Fig. 11. (a) An HAADF STEM image of size $1,024\times 1,024$ pixels containing palladium nanocrystals with surfaces and twin boundaries. The pixel size is $0.1761\times 0.1761$ Å. (b) The segmentation via the translation descriptors is shown by colors (yellow/blue/red).

In a fourth example, we demonstrate that our unsupervised segmentation can also be applied to atomic-resolution TEM videos obtained from in situ heating experiments. The video sequence shows the temperature-induced de-twinning process in an FeMnCoCrNiC-based high entropy alloy obtained at 900$^{\circ }$C. The raw video and segmented video are presented in the Supplementary material. Without prior knowledge in the structure present in the image, the unsupervised segmentation is able to identify the matrix and twin regions, which is the basis for a complete quantitative analysis of the data set. From the segmented data, important information such as the de-twinning speed and migration dynamics of the incoherent twin boundary can be inferred with little effort after segmentation using feature tracking.

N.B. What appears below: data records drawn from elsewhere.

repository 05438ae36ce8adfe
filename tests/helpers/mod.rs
// ==========================================
// 集成测试辅助模块
// ==========================================

#![allow(dead_code)]

pub mod test_data_builder;
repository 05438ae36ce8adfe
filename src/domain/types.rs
// ==========================================
// 班次吨位引擎 - 领域类型定义
// ==========================================
// 班次名称、班次来源、生产订单状态
// ==========================================

use serde::{Deserialize, Serialize};
use std::fmt;

// ==========================================
// 班次 (Shift)
// ==========================================
// 红线: 班次边界是固定的工厂排班常量,不从配置派生
#[derive(Debug, Clone, Copy, PartialEq, Eq, PartialOrd, Ord, Hash, Serialize, Deserialize)]
pub enum ShiftName {
    #[serde(alias = "morning", alias = "MORNING", alias = "Manhã", alias = "manha")]
    Morning, // 早班 05:32 - 13:50
    #[serde(alias = "afternoon", alias = "AFTERNOON", alias = "Tarde", alias = "tarde")]
    Afternoon, // 中班 13:50 - 22:08
    #[serde(alias = "night", alias = "NIGHT", alias = "Noite", alias = "noite")]
    Night, // 夜班 22:08 - 次日 05:32
}

impl ShiftName {
    /// 生产日内的班次顺序
    pub const ALL: [ShiftName; 3] = [ShiftName::Morning, ShiftName::Afternoon, ShiftName::Night];

    /// 从字符串解析班次（大小写不敏感，兼容葡语历史数据）
    pub fn parse(s: &str) -> Option<Self> {
        match s.trim().to_lowercase().as_str() {
            "morning" | "manhã" | "manha" => Some(ShiftName::Morning),
            "afternoon" | "tarde" => Some(ShiftName::Afternoon),
            "night" | "noite" => Some(ShiftName::Night),
            _ => None,
        }
    }

    pub fn as_str(&self) -> &'static str {
        match self {
            ShiftName::Morning => "Morning",
            ShiftName::Afternoon => "Afternoon",
            ShiftName::Night => "Night",
        }
    }
}

impl fmt::Display for ShiftName {
    fn fmt(&self, f: &mut fmt::Formatter<'_>) -> fmt::Result {
        f.write_str(self.as_str())
    }
}

// ==========================================
// 班次来源 (Shift Source)
// ==========================================
// 记录自带班次字段 → Stored
// 历史记录缺少班次字段 → 由 recorded_at 推导 → Derived
#[derive(Debug, Clone, Copy, PartialEq, Eq, Serialize, Deserialize)]
#[serde(rename_all = "SCREAMING_SNAKE_CASE")]
pub enum ShiftSource {
    Stored,
    Derived,
}

impl fmt::Display for ShiftSource {
    fn fmt(&self, f: &mut fmt::Formatter<'_>) -> fmt::Result {
        match self {
            ShiftSource::Stored => write!(f, "STORED"),
            ShiftSource::Derived => write!(f, "DERIVED"),
        }
    }
}

// ==========================================
// 生产订单状态 (Order Status)
// ==========================================
// 序列化格式: lowercase (与上游数据一致)
#[derive(Debug, Clone, Copy, PartialEq, Eq, Serialize, Deserialize)]
#[serde(rename_all = "lowercase")]
pub enum OrderStatus {
    Pending,   // 待生产
    Running,   // 生产中
    Paused,    // 暂停
    Completed, // 已完成
    Cancelled, // 已取消
    #[serde(other)]
    Unknown, // 未识别状态
}

impl OrderStatus {
    /// 从字符串解析状态，未识别的值归入 Unknown
    pub fn from_str(s: &str) -> Self {
        match s.trim().to_lowercase().as_str() {
            "pending" => OrderStatus::Pending,
            "running" => OrderStatus::Running,
            "paused" => OrderStatus::Paused,
            "completed" => OrderStatus::Completed,
            "cancelled" | "canceled" => OrderStatus::Cancelled,
            _ => OrderStatus::Unknown,
        }
    }

    /// 是否为机台当前活动订单（OEE 性能计算使用）
    pub fn is_active(&self) -> bool {
        matches!(self, OrderStatus::Running | OrderStatus::Pending)
    }
}

impl fmt::Display for OrderStatus {
    fn fmt(&self, f: &mut fmt::Formatter<'_>) -> fmt::Result {
        match self {
            OrderStatus::Pending => write!(f, "pending"),
            OrderStatus::Running => write!(f, "running"),
            OrderStatus::Paused => write!(f, "paused"),
            OrderStatus::Completed => write!(f, "completed"),
            OrderStatus::Cancelled => write!(f, "cancelled"),
            OrderStatus::Unknown => write!(f, "unknown"),
        }
    }
}

#[cfg(test)]
mod tests {
    use super::*;

    #[test]
    fn test_shift_parse_aliases() {
        assert_eq!(ShiftName::parse("morning"), Some(ShiftName::Morning));
        assert_eq!(ShiftName::parse(" Tarde "), Some(ShiftName::Afternoon));
        assert_eq!(ShiftName::parse("NOITE"), Some(ShiftName::Night));
        assert_eq!(ShiftName::parse("evening"), None);
    }

    #[test]
    fn test_shift_serde_accepts_legacy_names() {
        let shift: ShiftName = serde_json::from_str("\"Manhã\"").unwrap();
        assert_eq!(shift, ShiftName::Morning);
        assert_eq!(serde_json::to_string(&ShiftName::Night).unwrap(), "\"Night\"");
    }

    #[test]
    fn test_order_status_unknown_fallback() {
        let status: OrderStatus = serde_json::from_str("\"maintenance\"").unwrap();
        assert_eq!(status, OrderStatus::Unknown);
        assert!(OrderStatus::from_str("RUNNING").is_active());
        assert!(OrderStatus::Pending.is_active());
        assert!(!OrderStatus::Completed.is_active());
    }
}
//! Constraints attached to primitive types: string length, number precision and so on.

mod allowed_length;
mod binary_data;
mod date;
mod date_fractions;
mod number;
mod string;

use crate::multi_name::MultiName;

pub use allowed_length::AllowedLength;
pub use binary_data::BinaryDataQualifiers;
pub use date::DateQualifiers;
pub use date_fractions::DateFractions;
pub use number::NumberQualifiers;
pub use string::StringQualifiers;

#[derive(Debug, Clone, Copy, PartialEq, Eq, Hash)]
pub enum Qualifier {
    Empty,
    String(StringQualifiers),
    Number(NumberQualifiers),
    Date(DateQualifiers),
    BinaryData(BinaryDataQualifiers),
}

impl Qualifier {
    /// Human readable form in both languages, empty for `Empty`.
    #[must_use]
    pub fn description(&self) -> MultiName {
        match self {
            Self::Empty => MultiName::empty(),
            Self::String(qualifiers) => qualifiers.description(),
            Self::Number(qualifiers) => qualifiers.description(),
            Self::Date(qualifiers) => qualifiers.description(),
            Self::BinaryData(qualifiers) => qualifiers.description(),
        }
    }

    #[must_use]
    pub fn is_empty(&self) -> bool {
        matches!(self, Self::Empty)
    }
}

impl From<StringQualifiers> for Qualifier {
    fn from(qualifiers: StringQualifiers) -> Self {
        Self::String(qualifiers)
    }
}

impl From<NumberQualifiers> for Qualifier {
    fn from(qualifiers: NumberQualifiers) -> Self {
        Self::Number(qualifiers)
    }
}

impl From<DateQualifiers> for Qualifier {
    fn from(qualifiers: DateQualifiers) -> Self {
        Self::Date(qualifiers)
    }
}

impl From<BinaryDataQualifiers> for Qualifier {
    fn from(qualifiers: BinaryDataQualifiers) -> Self {
        Self::BinaryData(qualifiers)
    }
}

We provide the jupyter notebooks for the calculations in this section (Wang, Reference Wang2021c), and all the figures might be reproduced with little effort.

Conclusion

We present an unsupervised machine-learning approach to segment atomic-resolution microscopy images without prior knowledge of the underlying crystal structure. In our approach, we extract a local descriptor through scoring candidate symmetry operations by the Pearson's correlation coefficient, which forms an abundance feature vector to characterize the local symmetry information. We then use PCA to reduce the dimension of the local descriptors. After that, we feed the PCA features into a k-means clustering algorithm in order to assign pattern labels to pixels. To reduce computational cost, a stride and upsampling scheme is proposed. A separability-analysis step is added in order to segment image series or video sequences efficiently. We present the successful application to experimental HAADF-STEM images, image series, and high-resolution TEM videos, and reveal one important feature of the unsupervised segmentation approach, the strong correlation between the feature's separability and variance. We package our code as a python module, and release it in the github (Wang, Reference Wang2021c), conda-forge (Wang, Reference Wang2021b), and the python package index repository (Wang, Reference Wang2021a). More tests can be found in the example folder in our github repository.

Supplementary material

To view supplementary material for this article, please visit https://doi.org/10.1017/S1431927621012770.

Acknowledgments

The authors gratefully acknowledge funding from BiGmax Network. Dr. Wenjun Lu at MPIE is gratefully acknowledged for providing the HAADF-STEM video shown in the Supplementary material.

Appendix A. Summary of Hyperparameters

We summarize the hyperparameters in our workflow.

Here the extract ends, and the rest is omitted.